**Listed entries:**
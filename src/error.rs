//! Error types.
//!
//! [`ReportError`] covers decoding of a single report and is the only error the
//! decoding core can produce. [`Error`] is the crate-level error returned by the
//! plumbing around it (sources, config, the monitor loop).

use thiserror::Error;

/// A report could not be decoded into a [`ButtonState`](crate::state::ButtonState).
#[derive(Debug, Clone, PartialEq, Eq, Error)]
pub enum ReportError {
    /// The buffer does not reach the end of the button window.
    #[error("malformed report: {len} byte(s), need at least 19")]
    MalformedReport { len: usize },
}

/// A [`ButtonEvent`](crate::event::ButtonEvent) with a kind/target pair that
/// cannot occur.
#[derive(Debug, Clone, PartialEq, Eq, Error)]
pub enum EventError {
    #[error("invalid target {target:?} for {kind:?}")]
    InvalidTarget {
        kind: crate::event::EventKind,
        target: Option<u8>,
    },
}

/// Crate-level error.
#[derive(Debug, Error)]
pub enum Error {
    #[error(transparent)]
    Report(#[from] ReportError),

    #[cfg(feature = "hid")]
    #[error("hid error: {0}")]
    Hid(#[from] hidapi::HidError),

    #[error("no device matching {vid:04x}:{pid:04x}")]
    DeviceNotFound { vid: u16, pid: u16 },

    #[error("invalid config: {0}")]
    Config(String),

    #[error("config io: {0}")]
    Io(#[from] std::io::Error),

    #[error("config parse: {0}")]
    Toml(#[from] toml::de::Error),
}

pub type Result<T, E = Error> = std::result::Result<T, E>;
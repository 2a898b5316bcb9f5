//! `hidapi`-backed report source.
//!
//! [`HidReportSource`] opens one device by VID/PID and reads raw input reports
//! from it. It does not enumerate for the caller and does not reconnect: if the
//! device is missing, [`HidReportSource::open`] fails with
//! [`Error::DeviceNotFound`] and the host decides what to do next.

use crate::config::Config;
use crate::device::ReportSource;
use crate::error::{Error, Result};
use crate::metadata::DeviceMeta;
use hidapi::{DeviceInfo, HidApi, HidDevice};

pub struct HidReportSource {
    id: String,
    name: String,
    raw: HidDevice,
    buf: Vec<u8>,
    timeout_ms: i32,
    meta: DeviceMeta,
}

impl HidReportSource {
    /// Open the first device matching `config.vendor_id`/`config.product_id`.
    pub fn open(api: &HidApi, config: &Config) -> Result<Self> {
        let (vid, pid) = (config.vendor_id, config.product_id);
        let info = api
            .device_list()
            .find(|d| d.vendor_id() == vid && d.product_id() == pid)
            .ok_or(Error::DeviceNotFound { vid, pid })?;

        let device = info.open_device(api)?;
        Ok(Self::from_parts(info, device, config))
    }

    fn from_parts(info: &DeviceInfo, raw: HidDevice, config: &Config) -> Self {
        let meta = DeviceMeta {
            vid: Some(info.vendor_id()),
            pid: Some(info.product_id()),
            product_string: info.product_string().map(str::to_string),
            serial_number: info.serial_number().map(str::to_string),
            path: Some(info.path().to_string_lossy().into_owned()),
        };

        let name = info.product_string().unwrap_or("Unknown").to_string();
        let id = match info.serial_number() {
            Some(serial) if !serial.is_empty() => {
                format!("{:04x}:{:04x}:{serial}", info.vendor_id(), info.product_id())
            }
            _ => format!("{:04x}:{:04x}", info.vendor_id(), info.product_id()),
        };

        log::info!("opened {meta}");

        Self {
            id,
            name,
            raw,
            buf: vec![0u8; config.report_len],
            timeout_ms: config.read_timeout_ms,
            meta,
        }
    }
}

impl ReportSource for HidReportSource {
    fn read(&mut self) -> Result<Option<Vec<u8>>> {
        let n = self.raw.read_timeout(&mut self.buf, self.timeout_ms)?;
        if n == 0 {
            return Ok(None);
        }

        let report = &self.buf[..n];

        #[cfg(feature = "debug-log")]
        log::trace!("{} read {} bytes: {:02x?}", self.id, n, report);

        Ok(Some(report.to_vec()))
    }

    fn name(&self) -> &str {
        &self.name
    }

    fn id(&self) -> &str {
        &self.id
    }

    fn metadata(&self) -> DeviceMeta {
        self.meta.clone()
    }
}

**Task instructions:** Give an exact copy of the lines above, from the top of the records to the line that contains "A report could", taking in both ends.

**Completed task:**
filename src/error.rs
//! Error types.
//!
//! [`ReportError`] covers decoding of a single report and is the only error the
//! decoding core can produce. [`Error`] is the crate-level error returned by the
//! plumbing around it (sources, config, the monitor loop).

use thiserror::Error;

/// A report could not be decoded into a [`ButtonState`](crate::state::ButtonState).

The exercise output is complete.